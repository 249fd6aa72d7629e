//! End-to-end tests for the eventmanager binary that need no server

use assert_cmd::Command;
use predicates::prelude::*;
use std::fs;
use tempfile::TempDir;

/// The binary with config, data and session locations inside `dir`
fn eventmanager(dir: &TempDir) -> Command {
    let mut cmd = Command::cargo_bin("eventmanager").unwrap();
    cmd.current_dir(dir.path())
        .env("XDG_CONFIG_HOME", dir.path().join("config"))
        .env("XDG_DATA_HOME", dir.path().join("data"))
        .env("HOME", dir.path())
        .env("EVENTMANAGER_SESSION_FILE", dir.path().join("session.json"))
        .env("EVENTMANAGER_API_URL", "http://127.0.0.1:9/api/")
        .env_remove("EVENTMANAGER_CONFIG")
        .env_remove("EVENTMANAGER_SERVER_HOST")
        .env_remove("EVENTMANAGER_SERVER_PORT")
        .env_remove("EVENTMANAGER_PASSWORD")
        .env_remove("RUST_LOG")
        .arg("--no-color");
    cmd
}

#[test]
fn test_help_lists_commands() {
    let dir = TempDir::new().unwrap();
    eventmanager(&dir)
        .arg("--help")
        .assert()
        .success()
        .stdout(predicate::str::contains("events"))
        .stdout(predicate::str::contains("reminders"))
        .stdout(predicate::str::contains("dashboard"));
}

#[test]
fn test_version() {
    let dir = TempDir::new().unwrap();
    eventmanager(&dir)
        .arg("--version")
        .assert()
        .success()
        .stdout(predicate::str::contains(env!("CARGO_PKG_VERSION")));
}

#[test]
fn test_server_show_json_uses_config_file() {
    let dir = TempDir::new().unwrap();
    let config = dir.path().join("custom.toml");
    fs::write(&config, "[server]\nhost = \"10.0.2.2\"\nport = 9001\n").unwrap();

    eventmanager(&dir)
        .env_remove("EVENTMANAGER_API_URL")
        .args(["--format", "json", "--config"])
        .arg(&config)
        .args(["server", "show"])
        .assert()
        .success()
        .stdout(predicate::str::contains("\"base_url\": \"http://10.0.2.2:9001/api/\""));
}

#[test]
fn test_server_set_and_reset_persist() {
    let dir = TempDir::new().unwrap();
    let saved = dir.path().join("config").join("eventmanager").join("config.toml");

    eventmanager(&dir)
        .env_remove("EVENTMANAGER_API_URL")
        .args(["server", "set", "--host", "192.168.1.20", "--port", "8080"])
        .assert()
        .success()
        .stdout(predicate::str::contains("http://192.168.1.20:8080/api/"));

    let content = fs::read_to_string(&saved).unwrap();
    assert!(content.contains("port = 8080"));
    assert!(content.contains("192.168.1.20"));
    assert!(!content.contains("session.json"));

    eventmanager(&dir)
        .env_remove("EVENTMANAGER_API_URL")
        .args(["server", "reset"])
        .assert()
        .success();
    let content = fs::read_to_string(&saved).unwrap();
    assert!(content.contains("port = 8000"));
}

#[test]
fn test_server_set_needs_a_change() {
    let dir = TempDir::new().unwrap();
    eventmanager(&dir)
        .args(["server", "set"])
        .assert()
        .code(2);
}

#[test]
fn test_invalid_config_exits_with_config_error() {
    let dir = TempDir::new().unwrap();
    let config = dir.path().join("bad.toml");
    fs::write(&config, "[server]\nscheme = \"ftp\"\n").unwrap();

    eventmanager(&dir)
        .env_remove("EVENTMANAGER_API_URL")
        .arg("--config")
        .arg(&config)
        .args(["server", "show"])
        .assert()
        .code(3)
        .stderr(predicate::str::contains("server.scheme"));
}

#[test]
fn test_missing_config_file() {
    let dir = TempDir::new().unwrap();
    eventmanager(&dir)
        .args(["--config", "nope.toml", "server", "show"])
        .assert()
        .code(3);
}

#[test]
fn test_events_require_login() {
    let dir = TempDir::new().unwrap();
    eventmanager(&dir)
        .args(["events", "list"])
        .assert()
        .code(6)
        .stderr(predicate::str::contains("Not logged in"));
}

#[test]
fn test_unknown_category_is_a_validation_error() {
    let dir = TempDir::new().unwrap();
    eventmanager(&dir)
        .args(["events", "list", "--category", "music"])
        .assert()
        .code(2);
}

#[test]
fn test_login_validates_before_connecting() {
    let dir = TempDir::new().unwrap();
    eventmanager(&dir)
        .args(["auth", "login", "--email", "not-an-email", "--password", "secret1"])
        .assert()
        .code(2)
        .stderr(predicate::str::contains("email"));
}

#[test]
fn test_login_without_password_off_terminal() {
    let dir = TempDir::new().unwrap();
    eventmanager(&dir)
        .args(["auth", "login", "--email", "ali@uni.edu"])
        .assert()
        .code(2)
        .stderr(predicate::str::contains("--password"));
}

#[test]
fn test_logout_without_session() {
    let dir = TempDir::new().unwrap();
    eventmanager(&dir)
        .args(["auth", "logout"])
        .assert()
        .success()
        .stdout(predicate::str::contains("Not logged in"));
}

#[test]
fn test_delete_requires_confirmation() {
    let dir = TempDir::new().unwrap();
    eventmanager(&dir)
        .args(["events", "delete", "3"])
        .assert()
        .code(2)
        .stderr(predicate::str::contains("--yes"));
}

#[test]
fn test_update_needs_a_field() {
    let dir = TempDir::new().unwrap();
    eventmanager(&dir)
        .args(["events", "update", "3"])
        .assert()
        .code(2);
}

#[test]
fn test_unreachable_server_fails() {
    let dir = TempDir::new().unwrap();
    eventmanager(&dir)
        .env("EVENTMANAGER_TIMEOUT_SECS", "2")
        .args(["auth", "forgot-password", "--email", "ali@uni.edu"])
        .assert()
        .code(1);
}

#[test]
fn test_no_session_ignores_saved_login() {
    let dir = TempDir::new().unwrap();
    let session = dir.path().join("session.json");
    fs::write(
        &session,
        r#"{
  "access_token": "access-1",
  "refresh_token": "refresh-1",
  "user": { "id": 3, "email": "sara@uni.edu", "name": "Sara", "role": "student" },
  "logged_in_at": "2025-12-01T09:00:00Z"
}"#,
    )
    .unwrap();

    eventmanager(&dir)
        .args(["--no-session", "registrations"])
        .assert()
        .code(6)
        .stderr(predicate::str::contains("Not logged in"));

    eventmanager(&dir)
        .args(["--no-session", "auth", "logout"])
        .assert()
        .success()
        .stdout(predicate::str::contains("Not logged in"));
    assert!(session.exists());
}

* [TASK INSTRUCTIONS]
Please repeat the material exactly as it appears above.

* [WRITTEN RESPONSE]
repository 249fd6aa72d7629e
//! End-to-end tests for the eventmanager binary that need no server

use assert_cmd::Command;
use predicates::prelude::*;
use std::fs;
use tempfile::TempDir;

/// The binary with config, data and session locations inside `dir`
fn eventmanager(dir: &TempDir) -> Command {
    let mut cmd = Command::cargo_bin("eventmanager").unwrap();
    cmd.current_dir(dir.path())
        .env("XDG_CONFIG_HOME", dir.path().join("config"))
        .env("XDG_DATA_HOME", dir.path().join("data"))
        .env("HOME", dir.path())
        .env("EVENTMANAGER_SESSION_FILE", dir.path().join("session.json"))
        .env("EVENTMANAGER_API_URL", "http://127.0.0.1:9/api/")
        .env_remove("EVENTMANAGER_CONFIG")
        .env_remove("EVENTMANAGER_SERVER_HOST")
        .env_remove("EVENTMANAGER_SERVER_PORT")
        .env_remove("EVENTMANAGER_PASSWORD")
        .env_remove("RUST_LOG")
        .arg("--no-color");
    cmd
}

#[test]
fn test_help_lists_commands() {
    let dir = TempDir::new().unwrap();
    eventmanager(&dir)
        .arg("--help")
        .assert()
        .success()
        .stdout(predicate::str::contains("events"))
        .stdout(predicate::str::contains("reminders"))
        .stdout(predicate::str::contains("dashboard"));
}

#[test]
fn test_version() {
    let dir = TempDir::new().unwrap();
    eventmanager(&dir)
        .arg("--version")
        .assert()
        .success()
        .stdout(predicate::str::contains(env!("CARGO_PKG_VERSION")));
}

#[test]
fn test_server_show_json_uses_config_file() {
    let dir = TempDir::new().unwrap();
    let config = dir.path().join("custom.toml");
    fs::write(&config, "[server]\nhost = \"10.0.2.2\"\nport = 9001\n").unwrap();

    eventmanager(&dir)
        .env_remove("EVENTMANAGER_API_URL")
        .args(["--format", "json", "--config"])
        .arg(&config)
        .args(["server", "show"])
        .assert()
        .success()
        .stdout(predicate::str::contains("\"base_url\": \"http://10.0.2.2:9001/api/\""));
}

#[test]
fn test_server_set_and_reset_persist() {
    let dir = TempDir::new().unwrap();
    let saved = dir.path().join("config").join("eventmanager").join("config.toml");

    eventmanager(&dir)
        .env_remove("EVENTMANAGER_API_URL")
        .args(["server", "set", "--host", "192.168.1.20", "--port", "8080"])
        .assert()
        .success()
        .stdout(predicate::str::contains("http://192.168.1.20:8080/api/"));

    let content = fs::read_to_string(&saved).unwrap();
    assert!(content.contains("port = 8080"));
    assert!(content.contains("192.168.1.20"));
    assert!(!content.contains("session.json"));

    eventmanager(&dir)
        .env_remove("EVENTMANAGER_API_URL")
        .args(["server", "reset"])
        .assert()
        .success();
    let content = fs::read_to_string(&saved).unwrap();
    assert!(content.contains("port = 8000"));
}

#[test]
fn test_server_set_needs_a_change() {
    let dir = TempDir::new().unwrap();
    eventmanager(&dir)
        .args(["server", "set"])
        .assert()
        .code(2);
}

#[test]
fn test_invalid_config_exits_with_config_error() {
    let dir = TempDir::new().unwrap();
    let config = dir.path().join("bad.toml");
    fs::write(&config, "[server]\nscheme = \"ftp\"\n").unwrap();

    eventmanager(&dir)
        .env_remove("EVENTMANAGER_API_URL")
        .arg("--config")
        .arg(&config)
        .args(["server", "show"])
        .assert()
        .code(3)
        .stderr(predicate::str::contains("server.scheme"));
}

#[test]
fn test_missing_config_file() {
    let dir = TempDir::new().unwrap();
    eventmanager(&dir)
        .args(["--config", "nope.toml", "server", "show"])
        .assert()
        .code(3);
}

#[test]
fn test_events_require_login() {
    let dir = TempDir::new().unwrap();
    eventmanager(&dir)
        .args(["events", "list"])
        .assert()
        .code(6)
        .stderr(predicate::str::contains("Not logged in"));
}

#[test]
fn test_unknown_category_is_a_validation_error() {
    let dir = TempDir::new().unwrap();
    eventmanager(&dir)
        .args(["events", "list", "--category", "music"])
        .assert()
        .code(2);
}

#[test]
fn test_login_validates_before_connecting() {
    let dir = TempDir::new().unwrap();
    eventmanager(&dir)
        .args(["auth", "login", "--email", "not-an-email", "--password", "secret1"])
        .assert()
        .code(2)
        .stderr(predicate::str::contains("email"));
}

#[test]
fn test_login_without_password_off_terminal() {
    let dir = TempDir::new().unwrap();
    eventmanager(&dir)
        .args(["auth", "login", "--email", "ali@uni.edu"])
        .assert()
        .code(2)
        .stderr(predicate::str::contains("--password"));
}

#[test]
fn test_logout_without_session() {
    let dir = TempDir::new().unwrap();
    eventmanager(&dir)
        .args(["auth", "logout"])
        .assert()
        .success()
        .stdout(predicate::str::contains("Not logged in"));
}

#[test]
fn test_delete_requires_confirmation() {
    let dir = TempDir::new().unwrap();
    eventmanager(&dir)
        .args(["events", "delete", "3"])
        .assert()
        .code(2)
        .stderr(predicate::str::contains("--yes"));
}

#[test]
fn test_update_needs_a_field() {
    let dir = TempDir::new().unwrap();
    eventmanager(&dir)
        .args(["events", "update", "3"])
        .assert()
        .code(2);
}

#[test]
fn test_unreachable_server_fails() {
    let dir = TempDir::new().unwrap();
    eventmanager(&dir)
        .env("EVENTMANAGER_TIMEOUT_SECS", "2")
        .args(["auth", "forgot-password", "--email", "ali@uni.edu"])
        .assert()
        .code(1);
}

#[test]
fn test_no_session_ignores_saved_login() {
    let dir = TempDir::new().unwrap();
    let session = dir.path().join("session.json");
    fs::write(
        &session,
        r#"{
  "access_token": "access-1",
  "refresh_token": "refresh-1",
  "user": { "id": 3, "email": "sara@uni.edu", "name": "Sara", "role": "student" },
  "logged_in_at": "2025-12-01T09:00:00Z"
}"#,
    )
    .unwrap();

    eventmanager(&dir)
        .args(["--no-session", "registrations"])
        .assert()
        .code(6)
        .stderr(predicate::str::contains("Not logged in"));

    eventmanager(&dir)
        .args(["--no-session", "auth", "logout"])
        .assert()
        .success()
        .stdout(predicate::str::contains("Not logged in"));
    assert!(session.exists());
}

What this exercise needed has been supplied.